# 3 species compatibility and possibility?



## Vivid-Dawn (Jan 18, 2005)

I've read the last few pages of posts, and couldn't find anything that has to do with my situation. Sorry if this seems long, but I want to give as much detail as possible so that there's enough information to base advice on.

I have decided I want to "re do" my tank. As I have relatively hard water (haven't tested it for specific numbers, but faucets get quite caked with mineral deposits if not cleaned all the time), I figured Cichlids would be good. I did used to have a couple Electric Yellows, but gave them to somebody who liked them too. Now I want to have them again, but I've also found others I like.
Tank: 60 gallons (currently has 1 gold gourami, 1 zebra danio, 1 glofish, 1 Boesemani Rainbow and 1 little orange pleco that has stayed little....everything died off (old age? never had any diseases), so that's why I want to start with something new)
Filtration: 75gph Marineland bio wheel (and has carbon 'sponge' type inserts too)
Maintenance: 25% water change once a week - vacuum half of gravel once a week, alternating sides (so each side gets done 2wice a month)
Decor: Big castle. There are no individual "caves", but it's more just one huge space of a tunnel with windows cut out in the outter part of the castle (see picture below)
Substrate: typical gravel found in pet stores...color is a mix of white, light blue and a bit of black (might have to add some more black, it's probably a little too bright)
Decor plans: I want to add some 'houses'. I was thinking I could use PVC pipe (black) and stack them perpendicular...kinda like a log cabin, but with spaces in-between each pipe to make a 3D grid. This way, they have places to go IN the pipe, and also AROUND the pipes. Keeping the castle, I was going to get 2 or 3 small grids to put around it, so everybody has their own territory. I guess I could get real rocks, but I think it might get too heavy for the glass to support.
Fish wanted: Cichlids. 9 pseudotropheus demasoni, 4 Electric Yellow, 3 Acei -- obviously, I want a blue and yellow mix of fishies

Now, the main problem I have, is with the fish themselves. I've been doing research, and there's so many contradictions!

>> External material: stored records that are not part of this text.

//! Flags accepted by every subcommand.

use clap::Args;
use std::path::PathBuf;

#[derive(Debug, Args)]
pub struct GlobalArgs {
    /// Pass once for INFO (`-v`), twice for DEBUG (`-vv`), three times for
    /// TRACE (`-vvv`). Conflicts with `--quiet`.
    #[arg(
        short = 'v',
        long = "verbose",
        action = clap::ArgAction::Count,
        global = true,
        help = "Increase verbosity (-v, -vv, -vvv)",
        long_help = "Increase logging verbosity:
    (none)  - Warnings and errors
    -v      - Info level (generated files, registrations)
    -vv     - Debug level (backups, rollbacks, classification)
    -vvv    - Trace level"
    )]
    pub verbose: u8,

    #[arg(
        short = 'q',
        long = "quiet",
        global = true,
        conflicts_with = "verbose",
        help = "Suppress non-error output"
    )]
    pub quiet: bool,

    /// Also honoured when `NO_COLOR` is set (see <https://no-color.org>).
    #[arg(
        long = "no-color",
        global = true,
        env = "NO_COLOR",
        value_parser = clap::builder::FalseyValueParser::new(),
        help = "Disable colored output"
    )]
    pub no_color: bool,

    #[arg(
        short = 'c',
        long = "config",
        global = true,
        value_name = "FILE",
        help = "Configuration file path (default: ./hexgen.toml)"
    )]
    pub config: Option<PathBuf>,

    /// Overrides `project.root` from the configuration.
    #[arg(
        short = 'C',
        long = "project-root",
        global = true,
        value_name = "DIR",
        help = "Project the generated code belongs to"
    )]
    pub project_root: Option<PathBuf>,

    #[arg(
        long = "output-format",
        global = true,
        value_enum,
        default_value = "auto",
        help = "Output format"
    )]
    pub output_format: OutputFormat,
}

#[derive(Debug, Clone, Copy, Default, PartialEq, Eq, clap::ValueEnum)]
pub enum OutputFormat {
    /// Human when stdout is a terminal, plain otherwise.
    #[default]
    Auto,
    Human,
    Plain,
    /// One JSON document per command on stdout.
    Json,
}
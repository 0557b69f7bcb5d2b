//! Integration tests for the public hexgen-core API.

use hexgen_core::domain::{BaseType, HandlerStep, RegistrationPlanner};
use hexgen_core::prelude::*;

#[test]
fn test_property_spec_to_canonical_form() {
    let props =
        parse_properties(" title : string(3,80) : unique , publishedAt:datetime:nullable ")
            .unwrap();

    let canonical: Vec<String> = props.iter().map(ToString::to_string).collect();
    assert_eq!(canonical, ["title:text(3,80):unique", "publishedAt:datetime:nullable"]);

    let reparsed = parse_properties(&canonical.join(",")).unwrap();
    assert_eq!(reparsed, props);
}

#[test]
fn test_property_errors_name_the_clause() {
    let err = parse_properties("title:text, price:money").unwrap_err();
    assert!(err.to_string().contains("money"));

    let err = parse_properties("age:int(9,1)").unwrap_err();
    assert!(err.to_string().contains("age"));
}

#[test]
fn test_lookup_keys_follow_unique_flag() {
    let props = parse_properties("email:email:unique,name:text").unwrap();
    let keys: Vec<&str> = props
        .iter()
        .filter(|p| p.is_lookup_key())
        .map(|p| p.name())
        .collect();
    assert_eq!(keys, ["email"]);
    assert_eq!(props[0].base_type(), BaseType::Email);
}

#[test]
fn test_command_classification_drives_handler() {
    let c = classify("DeactivateAccount", None);
    assert_eq!(c.intent(), Intent::Deactivate);
    assert_eq!(c.inferred_entities(), ["Account"]);

    let deps = c.dependencies();
    assert_eq!(deps.len(), 1);
    assert_eq!(deps[0].interface, "AccountRepositoryInterface");

    let skeleton = c.skeleton();
    assert!(matches!(skeleton.first(), Some(HandlerStep::FetchOrFail { .. })));
    assert!(matches!(skeleton.last(), Some(HandlerStep::Persist { .. })));
}

#[test]
fn test_relation_with_module_context() {
    let c = classify_with_context("AssignRole", None, Some("User"));
    assert_eq!(c.intent(), Intent::AttachRelation);
    assert_eq!(c.inferred_entities(), ["Role", "User"]);
    assert_eq!(c.relation_entity(), Some("RoleUser"));
    assert_eq!(c.dependencies().len(), 3);
}

#[test]
fn test_unknown_verb_is_generic() {
    let c = classify("ExportReport", None);
    assert_eq!(c.intent(), Intent::Generic);
    assert!(c.skeleton().is_empty());
}

#[test]
fn test_module_registration_plan() {
    let layout = ProjectLayout::default();
    let entries = RegistrationPlanner::new(&layout)
        .for_module("Billing", Some("Invoice"))
        .unwrap();

    let kinds: Vec<RegistryKind> = entries.iter().map(|e| e.kind()).collect();
    for kind in RegistryKind::ALL {
        assert!(kinds.contains(&kind), "{kind} missing");
    }

    let binding = entries
        .iter()
        .find(|e| e.kind() == RegistryKind::DependencyBinding)
        .unwrap();
    assert_eq!(binding.key(), "App\\Billing\\Domain\\Repository\\InvoiceRepositoryInterface");
    assert!(matches!(binding.payload(), EntryPayload::DependencyBinding { .. }));
}
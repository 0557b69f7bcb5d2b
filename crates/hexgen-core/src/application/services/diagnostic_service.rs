//! Diagnostic Service - checks that a module is wired into every registry.
//!
//! Read-only: only `Filesystem::exists` and `ConfigStore::exists` are called.

use std::fmt::Write as _;
use std::sync::Arc;

use serde::Serialize;
use tracing::{debug, instrument};

use crate::{
    application::{Registries, ports::Filesystem},
    domain::{ProjectLayout, RegistrationPlanner, RegistryKind, validate_name},
    error::HexgenResult,
};

#[derive(Debug, Clone, PartialEq, Eq, Serialize)]
#[serde(tag = "status", content = "reason", rename_all = "snake_case")]
pub enum CheckStatus {
    Pass,
    Fail,
    Error(String),
}

/// One line of the report.
#[derive(Debug, Clone, PartialEq, Eq, Serialize)]
pub struct DiagnosticCheck {
    pub kind: RegistryKind,
    /// Registry file, if one is configured.
    pub path: Option<String>,
    /// `None` for the "registry file exists" check.
    pub key: Option<String>,
    pub status: CheckStatus,
}

impl DiagnosticCheck {
    fn describe(&self) -> String {
        let path = self.path.as_deref().unwrap_or("<not configured>");
        match &self.key {
            Some(key) => format!("{} '{}' registered in {}", self.kind.label(), key, path),
            None => format!("{} registry {}", self.kind.label(), path),
        }
    }
}

#[derive(Debug, Clone, Default, PartialEq, Eq, Serialize)]
pub struct DiagnosticReport {
    pub module: String,
    pub checks: Vec<DiagnosticCheck>,
}

impl DiagnosticReport {
    pub fn is_healthy(&self) -> bool {
        self.checks.iter().all(|c| c.status == CheckStatus::Pass)
    }

    pub fn failures(&self) -> usize {
        self.checks
            .iter()
            .filter(|c| c.status != CheckStatus::Pass)
            .count()
    }

    /// One `[PASS]` / `[FAIL]` line per check.
    pub fn render_plain(&self) -> String {
        let mut out = String::new();
        for check in &self.checks {
            let line = match &check.status {
                CheckStatus::Pass => format!("[PASS] {}", check.describe()),
                CheckStatus::Fail => format!("[FAIL] {}", check.describe()),
                CheckStatus::Error(reason) => {
                    format!("[FAIL] {} (error: {reason})", check.describe())
                }
            };
            let _ = writeln!(out, "{line}");
        }
        out
    }
}

pub struct DiagnosticService {
    filesystem: Arc<dyn Filesystem>,
    registries: Registries,
    layout: ProjectLayout,
}

impl DiagnosticService {
    pub fn new(
        filesystem: Arc<dyn Filesystem>,
        registries: Registries,
        layout: ProjectLayout,
    ) -> Self {
        Self {
            filesystem,
            registries,
            layout,
        }
    }

    /// Check every registry for the entries `module` (and `entity`) need.
    #[instrument(skip(self))]
    pub fn diagnose(&self, module: &str, entity: Option<&str>) -> HexgenResult<DiagnosticReport> {
        let module = validate_name("module", module)?;
        let entity = entity.map(|e| validate_name("entity", e)).transpose()?;
        let expected = RegistrationPlanner::new(&self.layout).for_module(&module, entity.as_deref())?;

        let mut checks = Vec::new();
        for kind in RegistryKind::ALL {
            let Some(binding) = self.registries.get(kind) else {
                checks.push(DiagnosticCheck {
                    kind,
                    path: None,
                    key: None,
                    status: CheckStatus::Fail,
                });
                continue;
            };

            let path = binding.path.to_string();
            let file_present = self.filesystem.exists(binding.path.as_path());
            checks.push(DiagnosticCheck {
                kind,
                path: Some(path.clone()),
                key: None,
                status: if file_present {
                    CheckStatus::Pass
                } else {
                    CheckStatus::Fail
                },
            });

            for entry in expected.iter().filter(|e| e.kind() == kind) {
                let status = match binding.store.exists(binding.path.as_path(), entry.key()) {
                    Ok(true) => CheckStatus::Pass,
                    Ok(false) => CheckStatus::Fail,
                    Err(e) => CheckStatus::Error(e.to_string()),
                };
                debug!(%kind, key = entry.key(), ?status, "Registry checked");
                checks.push(DiagnosticCheck {
                    kind,
                    path: Some(path.clone()),
                    key: Some(entry.key().to_string()),
                    status,
                });
            }
        }

        Ok(DiagnosticReport { module, checks })
    }
}

#[cfg(test)]
mod tests {
    use super::*;
    use crate::application::{
        ConfigError,
        ports::{ConfigStore, MockConfigStore, MockFilesystem},
    };
    use crate::domain::RelativePath;

    fn store(kind: RegistryKind, registered: bool) -> Arc<dyn ConfigStore> {
        let mut mock = MockConfigStore::new();
        mock.expect_kind().return_const(kind);
        mock.expect_exists().returning(move |_, _| Ok(registered));
        mock.expect_add().never();
        Arc::new(mock)
    }

    fn all_registries(registered: bool) -> Registries {
        [
            ("config/packages/doctrine.yaml", RegistryKind::TypeMapping),
            ("config/packages/messenger.yaml", RegistryKind::BusTopology),
            ("config/services.yaml", RegistryKind::DependencyBinding),
            ("config/routes.yaml", RegistryKind::RouteDeclaration),
        ]
        .into_iter()
        .fold(Registries::new(), |r, (path, kind)| {
            r.bind(RelativePath::try_new(path).unwrap(), store(kind, registered))
        })
    }

    fn fs(present: bool) -> Arc<dyn Filesystem> {
        let mut fs = MockFilesystem::new();
        fs.expect_exists().return_const(present);
        Arc::new(fs)
    }

    #[test]
    fn fully_wired_module_is_healthy() {
        let service = DiagnosticService::new(fs(true), all_registries(true), ProjectLayout::default());
        let report = service.diagnose("Billing", Some("Invoice")).unwrap();

        // 4 file checks + mapping, binding, command bus, query bus, route
        assert_eq!(report.checks.len(), 9);
        assert!(report.is_healthy());
        assert!(report.render_plain().lines().all(|l| l.starts_with("[PASS]")));
    }

    #[test]
    fn missing_entries_fail() {
        let service = DiagnosticService::new(fs(true), all_registries(false), ProjectLayout::default());
        let report = service.diagnose("Billing", None).unwrap();

        assert!(!report.is_healthy());
        assert_eq!(report.failures(), 4);
        assert!(report
            .render_plain()
            .contains("[FAIL] route 'billing' registered in config/routes.yaml"));
    }

    #[test]
    fn unconfigured_registry_fails() {
        let service = DiagnosticService::new(fs(true), Registries::new(), ProjectLayout::default());
        let report = service.diagnose("Billing", None).unwrap();

        assert_eq!(report.checks.len(), 4);
        assert!(report.render_plain().contains("[FAIL] mapping registry <not configured>"));
    }

    #[test]
    fn store_errors_are_reported_not_raised() {
        let mut broken = MockConfigStore::new();
        broken.expect_kind().return_const(RegistryKind::DependencyBinding);
        broken.expect_exists().returning(|file, _| {
            Err(ConfigError::Parse {
                path: file.to_path_buf(),
                reason: "mapping values are not allowed here".into(),
            })
        });
        let registries = Registries::new().bind(
            RelativePath::try_new("config/services.yaml").unwrap(),
            Arc::new(broken),
        );

        let report = DiagnosticService::new(fs(true), registries, ProjectLayout::default())
            .diagnose("Billing", Some("Invoice"))
            .unwrap();

        let binding_check = report
            .checks
            .iter()
            .find(|c| c.kind == RegistryKind::DependencyBinding && c.key.is_some())
            .unwrap();
        assert!(matches!(binding_check.status, CheckStatus::Error(_)));
        assert!(report.render_plain().contains("(error: Cannot parse config/services.yaml"));
    }

    #[test]
    fn invalid_module_is_an_error() {
        let service = DiagnosticService::new(fs(true), Registries::new(), ProjectLayout::default());
        assert!(service.diagnose("", None).is_err());
    }
}
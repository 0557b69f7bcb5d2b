//! Built-in templates plus optional per-project overrides.

use std::collections::HashMap;
use std::fs;
use std::path::{Path, PathBuf};

use thiserror::Error;
use tracing::{debug, info, warn};
use walkdir::WalkDir;

use hexgen_core::domain::ArtifactKind;

use crate::builtin_templates;

const TEMPLATE_EXTENSION: &str = "tpl";

#[derive(Debug, Error)]
pub enum TemplateSetError {
    #[error("Templates directory not found: {0}")]
    DirectoryNotFound(PathBuf),

    #[error("Cannot scan templates directory {path}: {reason}")]
    Scan { path: PathBuf, reason: String },

    #[error("Cannot read template {path}: {reason}")]
    Read { path: PathBuf, reason: String },
}

/// Template text per artifact kind.
///
/// A file named `<kind>.tpl` (e.g. `command-handler.tpl`) anywhere below the
/// overrides directory replaces the built-in template for that kind. Other
/// files are ignored with a warning.
#[derive(Debug, Clone, Default)]
pub struct TemplateSet {
    overrides: HashMap<ArtifactKind, String>,
}

impl TemplateSet {
    pub fn builtin() -> Self {
        Self::default()
    }

    pub fn with_overrides(dir: &Path) -> Result<Self, TemplateSetError> {
        if !dir.is_dir() {
            return Err(TemplateSetError::DirectoryNotFound(dir.to_path_buf()));
        }

        let mut overrides = HashMap::new();
        for entry in WalkDir::new(dir).follow_links(true).sort_by_file_name() {
            let entry = entry.map_err(|e| TemplateSetError::Scan {
                path: dir.to_path_buf(),
                reason: e.to_string(),
            })?;
            let path = entry.path();
            if !entry.file_type().is_file()
                || path.extension().and_then(|e| e.to_str()) != Some(TEMPLATE_EXTENSION)
            {
                continue;
            }

            let stem = path.file_stem().and_then(|s| s.to_str()).unwrap_or_default();
            let Some(kind) = ArtifactKind::from_template_name(stem) else {
                warn!(path = %path.display(), "Ignoring template with unknown name");
                continue;
            };

            let content = fs::read_to_string(path).map_err(|e| TemplateSetError::Read {
                path: path.to_path_buf(),
                reason: e.to_string(),
            })?;
            debug!(%kind, path = %path.display(), "Template override loaded");
            overrides.insert(kind, content);
        }

        info!(count = overrides.len(), dir = %dir.display(), "Template overrides loaded");
        Ok(Self { overrides })
    }

    /// Override a single template in code.
    pub fn with_template(mut self, kind: ArtifactKind, content: impl Into<String>) -> Self {
        self.overrides.insert(kind, content.into());
        self
    }

    pub fn get(&self, kind: ArtifactKind) -> &str {
        self.overrides
            .get(&kind)
            .map(String::as_str)
            .unwrap_or_else(|| builtin_templates::template(kind))
    }

    pub fn is_overridden(&self, kind: ArtifactKind) -> bool {
        self.overrides.contains_key(&kind)
    }
}

#[cfg(test)]
mod tests {
    use super::*;
    use tempfile::TempDir;

    #[test]
    fn falls_back_to_builtin() {
        let set = TemplateSet::builtin();
        for kind in ArtifactKind::ALL {
            assert!(!set.is_overridden(kind));
            assert_eq!(set.get(kind), builtin_templates::template(kind));
        }
    }

    #[test]
    fn discovers_overrides_recursively() {
        let dir = TempDir::new().unwrap();
        fs::create_dir_all(dir.path().join("handlers")).unwrap();
        fs::write(dir.path().join("entity.tpl"), "entity {{NAME}}").unwrap();
        fs::write(dir.path().join("handlers/command-handler.tpl"), "handler").unwrap();
        fs::write(dir.path().join("notes.txt"), "ignored").unwrap();
        fs::write(dir.path().join("widget.tpl"), "unknown").unwrap();

        let set = TemplateSet::with_overrides(dir.path()).unwrap();
        assert_eq!(set.get(ArtifactKind::Entity), "entity {{NAME}}");
        assert_eq!(set.get(ArtifactKind::CommandHandler), "handler");
        assert!(!set.is_overridden(ArtifactKind::Query));
    }

    #[test]
    fn missing_directory_is_an_error() {
        let dir = TempDir::new().unwrap();
        let err = TemplateSet::with_overrides(&dir.path().join("nope")).unwrap_err();
        assert!(matches!(err, TemplateSetError::DirectoryNotFound(_)));
    }
}
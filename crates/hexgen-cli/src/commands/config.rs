//! `hexgen config`: inspect the effective configuration.

use crate::{
    cli::ConfigCommands,
    config::AppConfig,
    error::{CliError, CliResult},
    output::OutputManager,
};

pub fn execute(cmd: ConfigCommands, config: AppConfig, output: OutputManager) -> CliResult<()> {
    match cmd {
        ConfigCommands::Get { key } => {
            let value = get_config_value(&config, &key)?;
            if output.is_json() {
                output.json(&value)?;
            } else {
                output.print(&render_value(&value))?;
            }
        }

        ConfigCommands::List => {
            if output.is_json() {
                output.json(&config)?;
            } else {
                let serialised =
                    toml::to_string_pretty(&config).map_err(|e| CliError::ConfigError {
                        message: format!("Failed to serialise config: {e}"),
                        source: Some(Box::new(e)),
                    })?;
                output.header("Current Configuration:")?;
                output.print(serialised.trim_end())?;
            }
        }

        ConfigCommands::Path => {
            let path = config.config_path();
            output.print(&path.display().to_string())?;
            if config.source.is_none() {
                output.info("(not created yet; run 'hexgen init')")?;
            }
        }
    }

    Ok(())
}

// ── helpers ───────────────────────────────────────────────────────────────────

fn get_config_value(config: &AppConfig, key: &str) -> CliResult<serde_json::Value> {
    config.get(key).ok_or_else(|| CliError::ConfigError {
        message: format!("Unknown config key: '{key}'"),
        source: None,
    })
}

/// Strings print bare; everything else as compact JSON.
fn render_value(value: &serde_json::Value) -> String {
    match value {
        serde_json::Value::String(s) => s.clone(),
        other => other.to_string(),
    }
}
//! Filesystem adapters.

mod local;
mod memory;

pub use local::LocalFilesystem;
pub use memory::MemoryFilesystem;
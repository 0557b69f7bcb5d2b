//! # hexgen CLI
//!
//! Boilerplate generator for hexagonal projects.
//!
//! ## Startup sequence
//!
//! 1. Parse CLI arguments (clap handles `--help` / `--version` early-exit).
//! 2. Load configuration (defaults + file + env).
//! 3. Initialise the tracing subscriber (needs the configured log file).
//! 4. Build the [`OutputManager`].
//! 5. Dispatch to the appropriate command handler.
//! 6. Translate any [`CliError`] into a user-facing message and exit code.
//!
//! ## Exit codes
//!
//! | Code | Meaning                                     |
//! |------|---------------------------------------------|
//! |  0   | Success                                     |
//! |  1   | Internal / system error                     |
//! |  2   | User / input error                          |
//! |  3   | Not found (incl. `doctor` failures)         |
//! |  4   | Configuration error                         |

use std::process::ExitCode;

use clap::Parser;
use tracing::{debug, info, instrument};

use hexgen_core::domain::GeneratorKind;

use crate::{
    cli::{Cli, Commands},
    config::AppConfig,
    error::{CliError, CliResult, config_error},
    logging::init_logging,
    output::OutputManager,
};

mod cli;
mod commands;
mod config;
mod error;
mod logging;
mod output;

fn main() -> ExitCode {
    // Before anything reads the environment.
    let _ = dotenvy::dotenv();

    let cli = match Cli::try_parse() {
        Ok(cli) => cli,
        Err(e) => {
            // --help / --version land here too and exit 0.
            let _ = e.print();
            return ExitCode::from(if e.use_stderr() { 2 } else { 0 });
        }
    };
    let verbose = cli.global.verbose > 0;

    let config = match AppConfig::load(cli.global.config.as_deref()) {
        Ok(cfg) => cfg,
        Err(e) => return handle_error(config_error(e), verbose),
    };

    let _log_guard = match init_logging(&cli.global, &config.logging) {
        Ok(guard) => guard,
        Err(e) => {
            eprintln!("Failed to initialise logging: {e:#}");
            return ExitCode::from(1);
        }
    };

    debug!(
        verbose = cli.global.verbose,
        quiet = cli.global.quiet,
        config = ?config.source,
        "CLI started"
    );

    let output = OutputManager::new(&cli.global, &config);

    match run(cli, config, output) {
        Ok(()) => {
            info!("hexgen completed successfully");
            ExitCode::SUCCESS
        }
        Err(e) => handle_error(e, verbose),
    }
}

#[instrument(skip_all)]
fn run(cli: Cli, config: AppConfig, output: OutputManager) -> CliResult<()> {
    let global = cli.global;
    match cli.command {
        Commands::Entity(args) => commands::generate::entity(args, global, config, output),
        Commands::Command(args) => {
            commands::generate::message(GeneratorKind::Command, args, global, config, output)
        }
        Commands::Query(args) => {
            commands::generate::message(GeneratorKind::Query, args, global, config, output)
        }
        Commands::Controller(args) => {
            commands::generate::controller(args, global, config, output)
        }
        Commands::Props(args) => commands::props::execute(args, output),
        Commands::Classify(args) => commands::classify::execute(args, output),
        Commands::Doctor(args) => commands::doctor::execute(args, global, config, output),
        Commands::Init(args) => commands::init::execute(args, output),
        Commands::Config(cmd) => commands::config::execute(cmd, config, output),
        Commands::Completions(args) => commands::completions::execute(args),
    }
}

/// The single place where structured errors become a message on stderr
/// and an exit code.
fn handle_error(err: CliError, verbose: bool) -> ExitCode {
    err.log();

    let msg = if std::io::IsTerminal::is_terminal(&std::io::stderr()) {
        err.format_colored(verbose)
    } else {
        err.format_plain(verbose)
    };
    eprint!("{msg}");

    ExitCode::from(err.exit_code())
}

// ── tests ─────────────────────────────────────────────────────────────────────
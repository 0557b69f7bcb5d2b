//! `hexgen props`: parse a property specification without generating.

use hexgen_core::{domain::parse_properties, error::HexgenError};

use crate::{cli::PropsArgs, error::CliResult, output::OutputManager};

pub fn execute(args: PropsArgs, output: OutputManager) -> CliResult<()> {
    let properties = parse_properties(&args.spec).map_err(HexgenError::from)?;

    if output.is_json() {
        output.json(&properties)?;
        return Ok(());
    }

    if properties.is_empty() {
        output.info("No properties")?;
        return Ok(());
    }

    let noun = if properties.len() == 1 { "property" } else { "properties" };
    output.header(&format!("{} {noun}", properties.len()))?;
    for p in &properties {
        let bounds = match p.constraints().bounds() {
            Some((min, max)) => format!(
                " {}..{}",
                min.unwrap_or_default(),
                max.unwrap_or_default()
            ),
            None => String::new(),
        };
        let mut flags = Vec::new();
        if p.flags().unique {
            flags.push("unique");
        }
        if p.flags().nullable {
            flags.push("nullable");
        }
        let flags = if flags.is_empty() {
            String::new()
        } else {
            format!(" [{}]", flags.join(", "))
        };
        output.print(&format!("  {:<20} {}{bounds}{flags}", p.name(), p.base_type()))?;
    }
    Ok(())
}
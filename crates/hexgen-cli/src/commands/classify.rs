//! `hexgen classify`: show how an operation name is understood.

use serde::Serialize;

use hexgen_core::domain::{
    HandlerStep, PatternClassification, RepositoryDependency, classify_with_context,
};

use crate::{cli::ClassifyArgs, error::CliResult, output::OutputManager};

#[derive(Serialize)]
struct ClassifyOutput<'a> {
    name: &'a str,
    #[serde(flatten)]
    classification: &'a PatternClassification,
    dependencies: Vec<RepositoryDependency>,
    skeleton: Vec<HandlerStep>,
}

pub fn execute(args: ClassifyArgs, output: OutputManager) -> CliResult<()> {
    let explicit = (!args.entities.is_empty()).then_some(args.entities.as_slice());
    let classification = classify_with_context(&args.name, explicit, args.context.as_deref());

    if output.is_json() {
        output.json(&ClassifyOutput {
            name: &args.name,
            classification: &classification,
            dependencies: classification.dependencies(),
            skeleton: classification.skeleton(),
        })?;
        return Ok(());
    }

    output.header(&format!("{}: {}", args.name, classification.intent()))?;
    if !classification.matched_prefix().is_empty() {
        output.print(&format!("  verb:       {}", classification.matched_prefix()))?;
    }
    output.print(&format!(
        "  entities:   [{}]",
        classification.inferred_entities().join(", ")
    ))?;
    if let Some(relation) = classification.relation_entity() {
        output.print(&format!("  relation:   {relation}"))?;
    }
    for dep in classification.dependencies() {
        output.print(&format!("  depends on: {} ${}", dep.interface, dep.variable))?;
    }

    let steps = classification.skeleton();
    if !steps.is_empty() {
        output.print("  steps:")?;
    }
    for (i, step) in steps.iter().enumerate() {
        output.print(&format!("    {}. {}", i + 1, describe(step)))?;
    }
    Ok(())
}

fn describe(step: &HandlerStep) -> String {
    match step {
        HandlerStep::Construct { entity } => format!("construct {entity}"),
        HandlerStep::FetchOrFail { entity } => format!("load {entity} or fail"),
        HandlerStep::Invoke { entity, operation } => format!("call {entity}::{operation}()"),
        HandlerStep::Persist { entity } => format!("save {entity}"),
        HandlerStep::Remove { entity } => format!("remove {entity}"),
    }
}

#[cfg(test)]
mod tests {
    use super::*;

    #[test]
    fn steps_read_naturally() {
        assert_eq!(
            describe(&HandlerStep::Invoke {
                entity: "User".into(),
                operation: "activate".into()
            }),
            "call User::activate()"
        );
        assert_eq!(
            describe(&HandlerStep::FetchOrFail {
                entity: "Invoice".into()
            }),
            "load Invoice or fail"
        );
    }
}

Pseudotropheus demasoni/(common name?) - All information I can find is to keep them in a group of a dozen or more. With my tank size, and wanting other fish, I'm hoping that if I only get 9 or 10, that would be okay.

Labidochromis caeruleus/Electric Yellow - Some sites say you should have at least half a dozen, other sites say kept in pairs. So I was thinking 4 would be okay

Pseudotropheus sp./Acei - groups of 3 to 10 and since I'll already have quite a few between the other two, I figured I would be okay with just 3

Besides simply the numbers, the other problem I have is with male/female ratio. Everything I've read says that all three species should have 2-3 females per 1 male (except damas, 1 male per group of dozen fish)...but THEN they say it's hard to tell the genders apart - so how am I supposed to know if I have the right ratio?

Also, with the decor/territory issue... I've read that you should have plenty of stuff for each fish to claim their own little space, but then I've read some things that decor should be sparse so that fish can't fight over territory. So should I just keep the castle, or get the pipe-grids too?

Fortunately, I have plenty of time to figure all this out...I can't afford this project until at least the end of the year (16 fish at $15 each is $240, plus the PVC pipe = $300 budget)
Also, I'm hoping my filtration and water changes will be able to support 16 6" fish, because I certainly can't afford a bigger tank (at least not for a couple more years)

So, in summary

#1 - can I keep 16 fish in a 60 gallon tank (considering my filtration/maintenance)?

#2 - are the numbers of fish going to be okay? 9 damas, 4 electric yellow, 3 acei (unsexed/random genders)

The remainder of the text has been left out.